• _ABOUT THIS EXERCISE_: Collect each line of the records containing the string "punctuation".

*****

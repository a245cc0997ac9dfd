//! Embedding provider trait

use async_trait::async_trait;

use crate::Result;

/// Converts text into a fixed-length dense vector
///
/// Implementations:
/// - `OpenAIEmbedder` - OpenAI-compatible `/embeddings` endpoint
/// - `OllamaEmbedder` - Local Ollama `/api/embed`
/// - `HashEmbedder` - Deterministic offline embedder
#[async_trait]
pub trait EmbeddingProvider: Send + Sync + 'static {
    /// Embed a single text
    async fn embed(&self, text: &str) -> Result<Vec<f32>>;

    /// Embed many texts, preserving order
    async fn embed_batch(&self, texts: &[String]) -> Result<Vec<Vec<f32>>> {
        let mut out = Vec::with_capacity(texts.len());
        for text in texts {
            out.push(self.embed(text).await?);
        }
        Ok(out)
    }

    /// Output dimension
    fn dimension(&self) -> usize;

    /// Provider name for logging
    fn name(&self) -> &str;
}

*****

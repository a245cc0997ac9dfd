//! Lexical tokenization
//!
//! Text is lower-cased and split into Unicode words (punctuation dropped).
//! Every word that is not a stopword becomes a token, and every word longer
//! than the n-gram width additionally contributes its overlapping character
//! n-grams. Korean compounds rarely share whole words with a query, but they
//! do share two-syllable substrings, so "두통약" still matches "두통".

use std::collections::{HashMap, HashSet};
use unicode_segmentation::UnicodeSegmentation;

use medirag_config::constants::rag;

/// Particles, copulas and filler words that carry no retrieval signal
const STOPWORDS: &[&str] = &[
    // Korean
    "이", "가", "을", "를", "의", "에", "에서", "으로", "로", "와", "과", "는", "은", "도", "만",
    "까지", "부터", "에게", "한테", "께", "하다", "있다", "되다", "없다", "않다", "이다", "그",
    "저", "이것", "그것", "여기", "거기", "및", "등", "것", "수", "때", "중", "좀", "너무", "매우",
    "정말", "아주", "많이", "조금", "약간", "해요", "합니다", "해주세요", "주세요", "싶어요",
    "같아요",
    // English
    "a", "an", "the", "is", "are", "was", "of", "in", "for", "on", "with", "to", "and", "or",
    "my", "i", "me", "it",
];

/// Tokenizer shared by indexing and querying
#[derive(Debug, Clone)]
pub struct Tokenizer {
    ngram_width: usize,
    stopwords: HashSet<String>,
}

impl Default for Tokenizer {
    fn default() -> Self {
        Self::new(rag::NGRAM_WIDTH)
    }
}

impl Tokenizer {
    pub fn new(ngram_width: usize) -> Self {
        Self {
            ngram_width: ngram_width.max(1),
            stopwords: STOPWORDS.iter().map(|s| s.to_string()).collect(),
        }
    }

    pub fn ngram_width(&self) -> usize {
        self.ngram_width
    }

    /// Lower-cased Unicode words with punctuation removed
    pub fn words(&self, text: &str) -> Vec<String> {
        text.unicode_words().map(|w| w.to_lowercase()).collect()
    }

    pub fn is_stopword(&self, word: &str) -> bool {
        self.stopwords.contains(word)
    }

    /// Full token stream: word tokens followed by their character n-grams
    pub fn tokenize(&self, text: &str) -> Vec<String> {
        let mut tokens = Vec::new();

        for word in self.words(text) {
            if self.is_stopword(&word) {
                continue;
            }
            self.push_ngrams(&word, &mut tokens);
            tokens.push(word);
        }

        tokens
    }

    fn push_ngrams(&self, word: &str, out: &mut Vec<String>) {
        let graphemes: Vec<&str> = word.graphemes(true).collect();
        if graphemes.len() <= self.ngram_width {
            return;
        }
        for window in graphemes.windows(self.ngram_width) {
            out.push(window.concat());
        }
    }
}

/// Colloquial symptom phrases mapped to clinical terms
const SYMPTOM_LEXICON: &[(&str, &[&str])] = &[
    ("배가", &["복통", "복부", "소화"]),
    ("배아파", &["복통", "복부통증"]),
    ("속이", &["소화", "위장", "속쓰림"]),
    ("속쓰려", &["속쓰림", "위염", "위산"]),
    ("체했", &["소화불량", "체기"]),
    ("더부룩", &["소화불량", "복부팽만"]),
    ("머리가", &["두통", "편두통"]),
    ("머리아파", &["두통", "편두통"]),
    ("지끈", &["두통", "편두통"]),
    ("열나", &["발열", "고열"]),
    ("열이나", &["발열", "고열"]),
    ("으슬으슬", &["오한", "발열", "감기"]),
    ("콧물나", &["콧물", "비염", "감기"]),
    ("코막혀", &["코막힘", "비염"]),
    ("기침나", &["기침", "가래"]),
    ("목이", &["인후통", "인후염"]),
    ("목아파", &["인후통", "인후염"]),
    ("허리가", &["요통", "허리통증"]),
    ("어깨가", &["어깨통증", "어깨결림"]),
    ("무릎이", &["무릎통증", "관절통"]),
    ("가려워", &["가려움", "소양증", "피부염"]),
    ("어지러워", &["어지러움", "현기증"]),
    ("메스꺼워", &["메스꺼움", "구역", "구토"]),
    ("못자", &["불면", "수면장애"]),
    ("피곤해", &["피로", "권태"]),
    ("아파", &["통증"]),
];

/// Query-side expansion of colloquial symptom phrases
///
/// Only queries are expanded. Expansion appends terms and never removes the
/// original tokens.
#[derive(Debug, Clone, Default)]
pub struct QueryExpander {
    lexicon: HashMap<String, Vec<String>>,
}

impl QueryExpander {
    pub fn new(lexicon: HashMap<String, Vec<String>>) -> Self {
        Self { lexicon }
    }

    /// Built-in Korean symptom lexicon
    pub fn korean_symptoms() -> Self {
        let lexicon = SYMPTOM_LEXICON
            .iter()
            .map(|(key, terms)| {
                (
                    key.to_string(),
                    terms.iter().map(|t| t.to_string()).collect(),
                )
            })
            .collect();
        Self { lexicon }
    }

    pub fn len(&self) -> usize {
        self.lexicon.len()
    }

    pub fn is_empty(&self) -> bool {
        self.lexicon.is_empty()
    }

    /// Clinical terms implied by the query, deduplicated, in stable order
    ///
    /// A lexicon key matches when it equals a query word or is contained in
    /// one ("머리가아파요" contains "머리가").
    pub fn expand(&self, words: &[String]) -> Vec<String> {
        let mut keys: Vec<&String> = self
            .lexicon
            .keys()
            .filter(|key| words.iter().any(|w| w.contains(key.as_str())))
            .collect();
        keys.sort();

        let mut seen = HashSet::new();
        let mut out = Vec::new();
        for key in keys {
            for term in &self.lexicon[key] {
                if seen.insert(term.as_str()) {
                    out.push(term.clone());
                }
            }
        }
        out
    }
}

*****

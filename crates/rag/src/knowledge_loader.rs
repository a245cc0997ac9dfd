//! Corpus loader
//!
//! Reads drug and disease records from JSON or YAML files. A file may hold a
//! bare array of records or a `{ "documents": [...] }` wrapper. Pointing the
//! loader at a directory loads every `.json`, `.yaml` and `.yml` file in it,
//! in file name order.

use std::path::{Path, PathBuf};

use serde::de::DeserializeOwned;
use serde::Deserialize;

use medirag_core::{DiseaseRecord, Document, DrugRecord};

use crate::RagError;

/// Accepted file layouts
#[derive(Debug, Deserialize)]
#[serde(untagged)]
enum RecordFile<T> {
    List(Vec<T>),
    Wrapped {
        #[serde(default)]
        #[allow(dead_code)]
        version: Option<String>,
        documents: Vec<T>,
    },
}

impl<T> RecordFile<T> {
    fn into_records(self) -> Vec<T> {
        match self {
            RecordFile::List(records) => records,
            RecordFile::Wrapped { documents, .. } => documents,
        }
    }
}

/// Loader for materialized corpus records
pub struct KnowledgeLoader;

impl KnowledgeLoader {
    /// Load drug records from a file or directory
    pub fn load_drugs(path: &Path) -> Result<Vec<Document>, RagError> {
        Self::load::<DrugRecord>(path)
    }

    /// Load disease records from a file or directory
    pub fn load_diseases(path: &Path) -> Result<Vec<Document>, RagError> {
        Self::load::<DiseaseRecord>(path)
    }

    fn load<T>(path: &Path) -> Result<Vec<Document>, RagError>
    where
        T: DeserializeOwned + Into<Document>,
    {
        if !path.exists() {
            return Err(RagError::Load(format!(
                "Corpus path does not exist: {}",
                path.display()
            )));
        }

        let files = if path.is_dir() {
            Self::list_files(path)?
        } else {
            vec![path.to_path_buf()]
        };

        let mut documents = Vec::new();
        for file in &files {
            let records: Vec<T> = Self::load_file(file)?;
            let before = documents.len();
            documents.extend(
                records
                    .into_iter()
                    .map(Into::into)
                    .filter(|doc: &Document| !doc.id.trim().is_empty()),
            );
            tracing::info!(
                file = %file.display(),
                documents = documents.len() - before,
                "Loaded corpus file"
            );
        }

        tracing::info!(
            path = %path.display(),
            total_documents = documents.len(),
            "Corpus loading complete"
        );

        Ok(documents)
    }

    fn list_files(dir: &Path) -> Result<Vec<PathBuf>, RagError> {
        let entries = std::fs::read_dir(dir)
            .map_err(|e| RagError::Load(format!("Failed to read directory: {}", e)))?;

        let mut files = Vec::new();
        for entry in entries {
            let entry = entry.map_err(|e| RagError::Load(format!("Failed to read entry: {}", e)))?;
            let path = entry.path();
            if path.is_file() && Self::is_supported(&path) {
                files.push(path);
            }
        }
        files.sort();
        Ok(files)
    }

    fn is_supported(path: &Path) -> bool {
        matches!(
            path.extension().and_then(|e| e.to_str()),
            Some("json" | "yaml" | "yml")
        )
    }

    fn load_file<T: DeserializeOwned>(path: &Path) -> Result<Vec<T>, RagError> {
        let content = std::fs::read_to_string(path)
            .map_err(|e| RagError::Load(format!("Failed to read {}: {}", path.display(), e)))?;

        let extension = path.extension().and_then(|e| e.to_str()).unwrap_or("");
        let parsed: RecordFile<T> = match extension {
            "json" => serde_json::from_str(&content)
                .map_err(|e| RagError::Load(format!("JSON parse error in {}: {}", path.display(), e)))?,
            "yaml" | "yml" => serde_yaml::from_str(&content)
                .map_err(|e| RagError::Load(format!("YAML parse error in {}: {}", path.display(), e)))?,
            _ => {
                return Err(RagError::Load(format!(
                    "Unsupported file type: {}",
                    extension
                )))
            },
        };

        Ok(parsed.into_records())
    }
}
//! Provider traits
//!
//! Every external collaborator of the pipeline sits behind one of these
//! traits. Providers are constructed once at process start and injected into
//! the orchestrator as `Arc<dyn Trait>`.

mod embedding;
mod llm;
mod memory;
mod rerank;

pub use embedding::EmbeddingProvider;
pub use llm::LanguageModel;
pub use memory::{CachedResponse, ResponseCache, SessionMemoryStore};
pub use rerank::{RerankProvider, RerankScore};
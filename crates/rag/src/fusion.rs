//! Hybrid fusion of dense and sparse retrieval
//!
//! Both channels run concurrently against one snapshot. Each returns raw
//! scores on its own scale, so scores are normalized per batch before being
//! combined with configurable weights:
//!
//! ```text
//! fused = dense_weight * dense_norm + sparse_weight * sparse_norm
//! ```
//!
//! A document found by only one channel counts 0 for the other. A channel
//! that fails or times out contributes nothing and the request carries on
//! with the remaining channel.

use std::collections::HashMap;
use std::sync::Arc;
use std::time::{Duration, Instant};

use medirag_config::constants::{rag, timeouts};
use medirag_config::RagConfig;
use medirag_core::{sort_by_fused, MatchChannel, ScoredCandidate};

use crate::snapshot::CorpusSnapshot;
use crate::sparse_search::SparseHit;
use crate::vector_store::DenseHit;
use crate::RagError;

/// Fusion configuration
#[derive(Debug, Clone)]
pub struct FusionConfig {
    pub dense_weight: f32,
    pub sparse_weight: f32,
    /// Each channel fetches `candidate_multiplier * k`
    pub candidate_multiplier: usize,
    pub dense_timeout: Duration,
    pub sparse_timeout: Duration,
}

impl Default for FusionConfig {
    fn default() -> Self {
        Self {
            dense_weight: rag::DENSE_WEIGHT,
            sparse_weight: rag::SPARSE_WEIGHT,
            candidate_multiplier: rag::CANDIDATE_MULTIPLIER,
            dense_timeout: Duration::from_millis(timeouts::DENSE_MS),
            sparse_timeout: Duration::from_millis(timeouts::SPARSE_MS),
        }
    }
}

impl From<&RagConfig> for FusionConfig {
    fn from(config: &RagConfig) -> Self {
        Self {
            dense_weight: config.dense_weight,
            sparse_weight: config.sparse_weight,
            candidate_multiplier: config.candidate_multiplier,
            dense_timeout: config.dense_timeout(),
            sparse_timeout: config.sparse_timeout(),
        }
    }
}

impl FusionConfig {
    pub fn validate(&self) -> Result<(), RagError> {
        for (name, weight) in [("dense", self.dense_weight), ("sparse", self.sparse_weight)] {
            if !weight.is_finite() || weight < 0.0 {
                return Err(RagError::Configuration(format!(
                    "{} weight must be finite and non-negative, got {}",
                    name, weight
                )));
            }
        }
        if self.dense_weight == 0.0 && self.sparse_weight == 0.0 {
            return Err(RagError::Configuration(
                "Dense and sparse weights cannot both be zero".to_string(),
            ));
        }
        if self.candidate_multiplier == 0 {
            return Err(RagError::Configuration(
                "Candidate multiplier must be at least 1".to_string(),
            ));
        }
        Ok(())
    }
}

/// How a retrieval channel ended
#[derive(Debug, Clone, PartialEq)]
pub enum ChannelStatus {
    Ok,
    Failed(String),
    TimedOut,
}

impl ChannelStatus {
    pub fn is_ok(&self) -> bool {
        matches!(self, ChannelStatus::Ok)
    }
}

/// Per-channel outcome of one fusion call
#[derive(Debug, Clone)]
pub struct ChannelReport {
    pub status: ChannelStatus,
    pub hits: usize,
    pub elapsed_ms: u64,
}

*****

• _RESPONSE TO THIS EXERCISE_:
//! Text is lower-cased and split into Unicode words (punctuation dropped).
    /// Lower-cased Unicode words with punctuation removed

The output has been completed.